## Data for this task
····················
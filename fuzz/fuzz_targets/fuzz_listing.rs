//! Fuzz target: `parse_listing`
//!
//! cargo fuzz run fuzz_listing

#![no_main]

use libfuzzer_sys::fuzz_target;
use replfs::listing::parse_listing;

fuzz_target!(|data: &[u8]| {
    if let Ok(text) = core::str::from_utf8(data) {
        if let Ok(Some(entries)) = parse_listing(text) {
            for entry in entries {
                let _ = entry.hash_matches(b"");
            }
        }
    }
});
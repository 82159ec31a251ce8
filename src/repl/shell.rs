//! High-level board shell.
//!
//! `Shell` owns the link and the executor and turns each file operation
//! into one or more generated programs. All methods take `&mut self`,
//! which is what keeps a single command in flight per connection; share
//! a shell between threads behind a mutex (see `crate::fs::RemoteFs`)
//! and hand out [`InterruptHandle`]s for cancellation.

use core::time::Duration;
use std::sync::Arc;

use log::{debug, info, warn};

use super::channels::{ConnectionState, LinkEvent, LinkEvents};
use super::executor::{CommandExecutor, Operation};
use super::interrupt::{InterruptHandle, StopOutcome, WorkState};
use super::mode::Mode;
use super::script;
use super::transport::{Board, LinkKind};
use crate::config::ShellConfig;
use crate::error::{Error, Result};
use crate::listing::{self, DirEntry, EntryKind};
use crate::transfer::chunked::{self, FileContents};
use crate::transfer::compress;

pub struct Shell<B: Board> {
    config: ShellConfig,
    board: B,
    exec: CommandExecutor,
    events: Arc<LinkEvents>,
    connection: ConnectionState,
}

impl<B: Board> Shell<B> {
    /// Build a shell over `board`. `events` is the queue the board
    /// publishes its connect/disconnect notifications on.
    pub fn new(board: B, config: ShellConfig, events: Arc<LinkEvents>) -> Result<Self> {
        config.validate()?;
        let connection = if board.is_connected() {
            ConnectionState::Connected
        } else {
            ConnectionState::Disconnected
        };
        Ok(Self {
            exec: CommandExecutor::new(&config),
            config,
            board,
            events,
            connection,
        })
    }

    pub fn config(&self) -> &ShellConfig {
        &self.config
    }

    pub fn board(&self) -> &B {
        &self.board
    }

    pub fn board_mut(&mut self) -> &mut B {
        &mut self.board
    }

    pub fn mode(&self) -> Mode {
        self.exec.mode()
    }

    pub fn work_state(&self) -> WorkState {
        self.exec.work_state()
    }

    pub fn interrupt_handle(&self) -> InterruptHandle {
        self.exec.interrupt_handle()
    }

    /// Connection state after applying pending link notifications.
    pub fn connection(&mut self) -> ConnectionState {
        self.sync_link();
        self.connection
    }

    fn sync_link(&mut self) {
        while let Some(event) = self.events.try_next() {
            debug!("REPL: link event {:?}", event);
            if event == LinkEvent::Disconnected {
                self.exec.link_lost();
            }
            self.connection = self.connection.apply(event);
        }
        if !self.board.is_connected() && self.connection == ConnectionState::Connected {
            self.exec.link_lost();
            self.connection = ConnectionState::Disconnected;
        }
    }

    fn ensure_connected(&mut self) -> Result<()> {
        match self.connection() {
            ConnectionState::Connected => Ok(()),
            ConnectionState::Disconnected => Err(Error::Connectivity),
        }
    }

    fn run(&mut self, command: String, timeout: Duration) -> Result<String> {
        self.run_op(&Operation::new(command, timeout))
    }

    /// Run a program that must not be repeated: a timed-out attempt may
    /// still have executed on the board.
    fn run_once(&mut self, command: String, timeout: Duration) -> Result<String> {
        self.run_op(&Operation::new(command, timeout).attempts(1))
    }

    fn run_op(&mut self, op: &Operation) -> Result<String> {
        self.ensure_connected()?;
        self.exec.run(&mut self.board, op)
    }

    // ── Session ──────────────────────────────────────────────

    /// Put the board in raw mode (no soft reset).
    pub fn initialise(&mut self) -> Result<()> {
        self.ensure_connected()?;
        self.exec.enter_raw(&mut self.board)
    }

    /// Run arbitrary code and return its stdout.
    pub fn eval(&mut self, code: &str, timeout: Duration) -> Result<String> {
        self.run(code.to_string(), timeout)
    }

    /// Reboot the board and reconnect once it has settled. The board comes
    /// back in friendly mode.
    pub fn reset(&mut self) -> Result<()> {
        self.ensure_connected()?;
        info!("REPL: resetting board");
        self.exec.send_only(&mut self.board, &script::reboot())?;
        std::thread::sleep(Duration::from_millis(self.config.reset_settle_ms));
        self.exec.link_lost();
        self.board.reconnect().map_err(|e| {
            warn!("REPL: reconnect after reset failed: {:?}", e);
            Error::Connectivity
        })?;
        self.connection = ConnectionState::Connected;
        Ok(())
    }

    /// Restart through the board's safe-boot path, then enter raw mode.
    pub fn safeboot_restart(&mut self) -> Result<()> {
        info!("REPL: safe-boot restart");
        self.board
            .safe_boot(Duration::from_millis(self.config.safeboot_wait_ms))
            .map_err(|e| {
                warn!("REPL: safe boot failed: {:?}", e);
                Error::Connectivity
            })?;
        self.exec.link_lost();
        self.initialise()
    }

    /// Ask the running operation to stop. Blocks for at most the
    /// configured interrupt wait.
    pub fn stop_working(&self) -> StopOutcome {
        self.exec.interrupt_handle().request_stop()
    }

    pub fn exit(&mut self) -> Result<()> {
        self.stop_working();
        self.clean_close()
    }

    /// Leave the board the way a user expects after a session: rebooted
    /// when `reboot_after_upload` is set, otherwise back at the friendly
    /// prompt.
    pub fn clean_close(&mut self) -> Result<()> {
        if self.config.reboot_after_upload {
            self.reset()
        } else {
            self.close()
        }
    }

    /// Restore friendly mode. Network links are dropped; serial links
    /// stay open.
    pub fn close(&mut self) -> Result<()> {
        self.ensure_connected()?;
        self.exec.enter_friendly(&mut self.board)?;
        if self.board.kind() != LinkKind::Serial {
            self.board.disconnect();
            self.exec.link_lost();
            self.connection = ConnectionState::Disconnected;
        }
        Ok(())
    }

    // ── Queries ──────────────────────────────────────────────

    /// Free bytes on the filesystem holding the root folder.
    pub fn free_space(&mut self) -> Result<u64> {
        let out = self.run(
            script::free_space(&self.config.root_folder),
            self.config.default_timeout(),
        )?;
        out.trim()
            .parse()
            .map_err(|_| Error::Protocol(format!("free space is not a number: {:?}", out.trim())))
    }

    /// List `root`. Fails with `NotFound` when the board reports that
    /// `root` cannot be listed.
    pub fn list(&mut self, root: &str, recursive: bool, hash: bool) -> Result<Vec<DirEntry>> {
        let root = listing::normalize(root);
        let out = self.run(
            script::list_dir(&root, recursive, hash),
            self.config.list_timeout(),
        )?;
        listing::parse_listing(&out)?.ok_or(Error::NotFound(root))
    }

    /// Entry for `path`, or `None` when it does not exist.
    pub fn file_stat(&mut self, path: &str) -> Result<Option<DirEntry>> {
        self.stat_with(path, false)
    }

    fn stat_with(&mut self, path: &str, hash: bool) -> Result<Option<DirEntry>> {
        let path = listing::normalize(path);
        if path == "/" {
            return Ok(Some(DirEntry::root()));
        }
        let (parent, name) = listing::split_parent(&path);
        match self.list(&parent, false, hash) {
            Ok(entries) => Ok(entries
                .into_iter()
                .find(|e| e.full_name == path || e.name == name)),
            Err(Error::NotFound(_)) => Ok(None),
            Err(e) => Err(e),
        }
    }

    /// Names and kinds of the direct children of `path`.
    pub fn list_names(&mut self, path: &str) -> Result<Vec<(String, EntryKind)>> {
        Ok(self
            .list(path, false, false)?
            .into_iter()
            .map(|e| (e.name, e.kind))
            .collect())
    }

    /// Compare the board's SHA-256 of `path` with `content`.
    pub fn verify_hash(&mut self, path: &str, content: &[u8]) -> Result<bool> {
        let entry = self
            .stat_with(path, true)?
            .ok_or_else(|| Error::NotFound(path.to_string()))?;
        entry
            .hash_matches(content)
            .ok_or_else(|| Error::Protocol(format!("no hash reported for {path}")))
    }

    // ── Transfer ─────────────────────────────────────────────

    pub fn compress(&self, content: &[u8]) -> Vec<u8> {
        compress::compress(content)
    }

    /// Inflate a zlib-compressed file in place on the board.
    pub fn decompress(&mut self, path: &str) -> Result<()> {
        self.run_once(script::decompress(path), self.config.decompress_timeout())?;
        Ok(())
    }

    /// Download a file.
    pub fn read_file(&mut self, path: &str) -> Result<FileContents> {
        info!("REPL: reading {}", path);
        let out = self.run(
            script::read_chunked(path, self.config.upload_chunk_size),
            self.config.read_timeout(),
        )?;
        chunked::decode_stream(&out)
    }

    /// Upload a file. The compressed content is staged in base64 chunks
    /// next to `path`, inflated there, then moved over `path`; the
    /// previous file survives any failure before that last step. Can be
    /// stopped between chunks.
    pub fn write_file(&mut self, path: &str, content: &[u8]) -> Result<()> {
        self.ensure_connected()?;
        self.ensure_directory(path)?;

        let staged = compress::compress(content);
        let staging = script::staging_path(path);
        info!(
            "REPL: writing {} ({} bytes, {} compressed)",
            path,
            content.len(),
            staged.len()
        );

        let inflated = self
            .stage_upload(&staging, &staged)
            .and_then(|()| self.decompress(&staging));
        if let Err(e) = inflated {
            warn!("REPL: upload of {} failed: {}", path, e);
            self.discard_upload(&staging);
            return Err(e);
        }
        self.run_once(script::replace(&staging, path), self.config.default_timeout())
            .map_err(|e| {
                warn!("REPL: could not move {} over {}: {}", staging, path, e);
                e
            })?;
        Ok(())
    }

    /// Write `payload` into `staging` chunk by chunk as one unit of work.
    fn stage_upload(&mut self, staging: &str, payload: &[u8]) -> Result<()> {
        self.ensure_connected()?;
        let chunk_size = self.config.upload_chunk_size;
        let timeout = self.config.default_timeout();

        self.exec.batch(&mut self.board, |ex, board| {
            let open = Operation::new(script::open_upload(staging), timeout).attempts(1);
            ex.run(board, &open)?;
            for (i, chunk) in chunked::chunk_payload(payload, chunk_size).enumerate() {
                ex.checkpoint(board)?;
                let line = chunked::encode_chunk(chunk);
                let write =
                    Operation::new(script::write_chunk(line.trim_end()), timeout).attempts(1);
                ex.run(board, &write)?;
                debug!("REPL: chunk {} sent", i + 1);
            }
            ex.checkpoint(board)?;
            ex.run(
                board,
                &Operation::new(script::close_upload(), timeout).attempts(1),
            )?;
            Ok(())
        })
    }

    /// Best effort: close a dangling upload handle and drop the staged file.
    fn discard_upload(&mut self, staging: &str) {
        let op = Operation::new(script::abort_upload(staging), self.config.default_timeout())
            .attempts(1);
        if let Err(e) = self.exec.run(&mut self.board, &op) {
            warn!("REPL: cleanup of {} failed: {}", staging, e);
        }
    }

    // ── Mutations ────────────────────────────────────────────

    /// Create every missing parent directory of `file_path`.
    pub fn ensure_directory(&mut self, file_path: &str) -> Result<()> {
        match script::ensure_parent_dirs(file_path) {
            Some(program) => {
                self.run(program, self.config.mkdir_timeout())?;
                Ok(())
            }
            None => Ok(()),
        }
    }

    pub fn remove_file(&mut self, path: &str) -> Result<()> {
        self.os_call("remove", path)
    }

    pub fn rename_file(&mut self, old: &str, new: &str) -> Result<()> {
        self.run(script::rename(old, new), self.config.default_timeout())?;
        Ok(())
    }

    pub fn create_dir(&mut self, path: &str) -> Result<()> {
        self.os_call("mkdir", path)
    }

    pub fn change_dir(&mut self, path: &str) -> Result<()> {
        self.os_call("chdir", path)
    }

    pub fn remove_dir(&mut self, path: &str) -> Result<()> {
        self.os_call("rmdir", path)
    }

    fn os_call(&mut self, primitive: &str, path: &str) -> Result<()> {
        self.run(script::os_call(primitive, path), self.config.default_timeout())?;
        Ok(())
    }
}

// ── Tests ────────────────────────────────────────────────────
//! Interrupt controller: cancellation of the in-flight command.
//!
//! ```text
//!  Idle ──begin()──▶ Working ──request_stop()──▶ Interrupting
//!   ▲                   │                             │
//!   └────finish()───────┘      ack  or  wait elapsed  │
//!   ▲                                                 │
//!   └─────────────────────────────────────────────────┘
//! ```
//!
//! The executor owns the [`InterruptController`] and polls its
//! cancellation token at every chunk boundary. Any other thread may hold
//! an [`InterruptHandle`] and call [`InterruptHandle::request_stop`],
//! which blocks until the executor acknowledges or the bounded wait runs
//! out. The board does not reliably acknowledge an interrupt (a tight
//! loop with no I/O never yields), so a timeout is logged and the caller
//! carries on as if stopped.

use core::sync::atomic::{AtomicBool, AtomicU8, Ordering};
use core::time::Duration;
use std::sync::Arc;

use embassy_sync::blocking_mutex::raw::CriticalSectionRawMutex;
use embassy_sync::signal::Signal;
use futures_lite::future;
use log::info;

#[derive(Debug, Clone, Copy, PartialEq, Eq)]
#[repr(u8)]
pub enum WorkState {
    Idle = 0,
    Working = 1,
    Interrupting = 2,
}

impl WorkState {
    fn from_u8(raw: u8) -> Self {
        match raw {
            1 => Self::Working,
            2 => Self::Interrupting,
            _ => Self::Idle,
        }
    }
}

/// How a stop request resolved.
#[derive(Debug, Clone, Copy, PartialEq, Eq)]
pub enum StopOutcome {
    /// Nothing was running.
    NotWorking,
    /// The executor observed the request and stopped the board.
    Acknowledged,
    /// No acknowledgment within the bounded wait.
    TimedOut,
}

struct Shared {
    state: AtomicU8,
    /// Cancellation token observed by the chunk loop. Stays set after a
    /// timed-out request until the executor sees it or starts new work.
    cancel: AtomicBool,
    ack: Signal<CriticalSectionRawMutex, ()>,
    wait: Duration,
}

impl Shared {
    fn state(&self) -> WorkState {
        WorkState::from_u8(self.state.load(Ordering::Acquire))
    }

    fn set(&self, state: WorkState) {
        self.state.store(state as u8, Ordering::Release);
    }
}

/// Executor-side half.
pub struct InterruptController {
    shared: Arc<Shared>,
}

impl InterruptController {
    pub fn new(wait: Duration) -> Self {
        Self {
            shared: Arc::new(Shared {
                state: AtomicU8::new(WorkState::Idle as u8),
                cancel: AtomicBool::new(false),
                ack: Signal::new(),
                wait,
            }),
        }
    }

    /// A handle other threads can use to request a stop.
    pub fn handle(&self) -> InterruptHandle {
        InterruptHandle {
            shared: Arc::clone(&self.shared),
        }
    }

    pub fn state(&self) -> WorkState {
        self.shared.state()
    }

    /// Mark an operation as started.
    pub fn begin(&self) {
        self.shared.cancel.store(false, Ordering::Release);
        self.shared.set(WorkState::Working);
    }

    /// Check the cancellation token. Called at every chunk boundary.
    pub fn stop_requested(&self) -> bool {
        self.shared.cancel.load(Ordering::Acquire)
    }

    /// The in-flight operation stopped because of a request.
    pub fn acknowledge(&self) {
        self.shared.cancel.store(false, Ordering::Release);
        self.shared.set(WorkState::Idle);
        self.shared.ack.signal(());
        info!("IRQ: interrupt done");
    }

    /// The operation ended on its own. A pending requester is released
    /// as well, since there is nothing left to stop.
    pub fn finish(&self) {
        self.shared.cancel.store(false, Ordering::Release);
        let was = self
            .shared
            .state
            .swap(WorkState::Idle as u8, Ordering::AcqRel);
        if WorkState::from_u8(was) == WorkState::Interrupting {
            self.shared.ack.signal(());
        }
    }
}

/// Requester-side half. Cheap to clone and `Send + Sync`.
#[derive(Clone)]
pub struct InterruptHandle {
    shared: Arc<Shared>,
}

impl InterruptHandle {
    pub fn state(&self) -> WorkState {
        self.shared.state()
    }

    /// Ask the in-flight operation to stop and wait (bounded) for it.
    /// Returns immediately when nothing is running.
    pub fn request_stop(&self) -> StopOutcome {
        let claimed = self.shared.state.compare_exchange(
            WorkState::Working as u8,
            WorkState::Interrupting as u8,
            Ordering::AcqRel,
            Ordering::Acquire,
        );
        match claimed {
            Ok(_) => {}
            Err(raw) if WorkState::from_u8(raw) == WorkState::Interrupting => {}
            Err(_) => {
                info!("IRQ: not working, nothing to stop");
                return StopOutcome::NotWorking;
            }
        }

        info!("IRQ: stop requested while working, interrupting");
        // Drop an ack left over from an earlier request before arming.
        self.shared.ack.reset();
        self.shared.cancel.store(true, Ordering::Release);
        if self.shared.state() == WorkState::Idle {
            return StopOutcome::Acknowledged;
        }

        let shared = &self.shared;
        let outcome = future::block_on(future::or(
            async {
                shared.ack.wait().await;
                StopOutcome::Acknowledged
            },
            async {
                async_io_mini::Timer::after(shared.wait).await;
                StopOutcome::TimedOut
            },
        ));

        if outcome == StopOutcome::TimedOut {
            info!("IRQ: interrupt timed out, continuing anyway");
            self.shared.set(WorkState::Idle);
        }
        outcome
    }
}

// ── Tests ────────────────────────────────────────────────────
····················
## Instructions for the task
From the records above, how many lines include the word "which"? Only the number is wanted.

## Output
2